21. ”The discovery of a complete unified theory, therefore, may not aid the survival of our species. It may not even affect our life-style. But ever since the dawn of civilization, people have not been content to see events as unconnected and inexplicable. They have craved an understanding of the underlying order in the world. Today we still yearn to know why we are here and where we came from. Humanity's deepest desire for knowledge is justification enough for our continuing quest. And our goal is nothing less than a complete description of the universe we live in.”
22. ”The progress of the human race in understanding the universe has established a small corner of order in an increasingly disordered universe. If you remember every word in this book, your memory will have recorded about two million pieces of information: the order in your brain will have increased by about two million units. However, while you have been reading this book, you will have converted at least a thousand calories or ordered energy, in the form of food, into disordered energy, in the form of heat that you lose to the air around you by convection and sweat. This will increase the disorder of the universe by about twenty million million million million units - or about ten million million million times the increase in order in your brain - and that's if you remember everything in this book.”
23. “The universe has multiple histories, each one determined by a tiny nut.”
24. “The usual approach of science of constructing a mathematical model cannot answer the questions of why there should be a universe for the model to describe. Why does the universe go to all the bother of existing?”
25. “The whole history of science has been the gradual realization that events do not happen in an arbitrary manner, but that they reflect a certain underlying order, which may or may not be divinely inspired.”
26. “The world has changed far more in the last hundred years than in any previous century. The reason has not been new political or economic doctrines, but the vast developments in techonology made possible by advances in basic science. Who better symbolizes those advances than Albert Einstein?”
27. “To confine our attention to terrestrial matters would be to limit the human spirit.”

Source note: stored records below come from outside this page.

//! Input/output helpers.
//!
//! - calculation export to JSON (`export`)

pub mod export;

pub use export::*;
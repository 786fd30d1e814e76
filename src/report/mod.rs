//! Reporting utilities: currency/percent formatting and text tables.

pub mod format;

pub use format::*;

28. “Today scientists describe the universe in terms of two basic partial theories - the general theory of relativity and quantum mechanics... The general theory of relativity describes the force of gravity and the large-scale structure of the universe, that is, the structure on scales from only a few miles to as large as a million million million million (1 with twenty-four zeros after it) miles, the size of the observable universe. Quantum mechanics, on the other hands, deals with phenomena on extremely small scales, such as a millionth of a millionth of an inch. Unfortunately, however, these two theories are known to be inconsistent with each other - they cannot both be correct.”

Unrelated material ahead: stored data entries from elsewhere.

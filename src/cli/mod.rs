//! Command-line parsing for the mortgage calculator.
//!
//! The goal of this module is to keep **argument parsing** separate from the
//! calculation and presentation code.

use std::path::PathBuf;

use clap::{Args, Parser, Subcommand};

use crate::config::{HOME_PRICE_SLIDER, Settings};
use crate::domain::LoanInputs;

/// Top-level CLI.
#[derive(Debug, Parser)]
#[command(name = "mortgage", version, about = "Mortgage affordability calculator with credit-score rate tiers")]
pub struct Cli {
    #[command(subcommand)]
    pub command: Command,
}

/// CLI subcommands.
#[derive(Debug, Subcommand)]
pub enum Command {
    /// Run one calculation and print the results.
    Calc(CalcArgs),
    /// Print the credit-score rate markup table.
    Tiers,
    /// Print payments and required income across a range of home prices.
    Sweep(SweepArgs),
    /// Launch the interactive slider UI.
    ///
    /// Start values are clamped into the slider ranges.
    Tui(InputArgs),
}

/// The five calculation inputs. Omitted values fall back to settings defaults.
#[derive(Debug, Args, Clone, Default)]
pub struct InputArgs {
    /// Home price.
    #[arg(short = 'p', long)]
    pub price: Option<f64>,

    /// Credit score.
    #[arg(short = 's', long, allow_negative_numbers = true)]
    pub score: Option<i32>,

    /// Down payment (% of home price).
    #[arg(short = 'd', long)]
    pub down: Option<f64>,

    /// Debt-to-income ratio (%).
    #[arg(long)]
    pub dti: Option<f64>,

    /// Nominal annual interest rate (%), before the credit-score markup.
    #[arg(short = 'r', long, allow_negative_numbers = true)]
    pub rate: Option<f64>,
}

impl InputArgs {
    /// Fill omitted values from the settings defaults.
    pub fn resolve(&self, settings: &Settings) -> LoanInputs {
        self.resolve_with(&settings.defaults)
    }

    /// Fill omitted values from `base`.
    pub fn resolve_with(&self, base: &LoanInputs) -> LoanInputs {
        let d = *base;
        LoanInputs {
            home_price: self.price.unwrap_or(d.home_price),
            credit_score: self.score.unwrap_or(d.credit_score),
            down_payment_pct: self.down.unwrap_or(d.down_payment_pct),
            dti_ratio_pct: self.dti.unwrap_or(d.dti_ratio_pct),
            nominal_annual_rate_pct: self.rate.unwrap_or(d.nominal_annual_rate_pct),
        }
    }
}

#[derive(Debug, Args, Clone)]
pub struct CalcArgs {
    #[command(flatten)]
    pub inputs: InputArgs,

    /// Also print every intermediate figure.
    #[arg(long)]
    pub breakdown: bool,

    /// Print the calculation as JSON instead of text.
    #[arg(long)]
    pub json: bool,

    /// Write the calculation to a JSON file.
    #[arg(long, value_name = "JSON")]
    pub export: Option<PathBuf>,

    /// Start from the inputs of a saved export. Flags given here override them.
    #[arg(long, value_name = "JSON")]
    pub from: Option<PathBuf>,
}

#[derive(Debug, Args, Clone)]
pub struct SweepArgs {
    #[command(flatten)]
    pub inputs: InputArgs,

    /// Lowest home price.
    #[arg(long, default_value_t = HOME_PRICE_SLIDER.min)]
    pub min: f64,

    /// Highest home price.
    #[arg(long, default_value_t = HOME_PRICE_SLIDER.max)]
    pub max: f64,

    /// Number of prices to evaluate (inclusive of both ends).
    #[arg(long, default_value_t = 9)]
    pub steps: usize,
}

29. “We are just an advanced breed of monkeys on a minor planet of a very average star. But we can understand the Universe. That makes us something very special.”
30. “We now know that every particle has an antiparticle, with which it can annihilate. There could be whole antiworlds and antipeople made out of antiparticles. However, if you meet your antiself, don't shake hands! You would both vanish in a great flash of light.”
31. "We see the universe the way it is because we exist."
32. “What is time? Is it an ever rolling stream that bears all our dreams away, as the old hymn says? Or is it a railroad track? Maybe it has loops and branches, so you can keep going forward and yet return to an earlier station on the line.”
33. “Why does the universe go to all the bother of existing? Is the unified theory so compelling that it brings about its own existence?”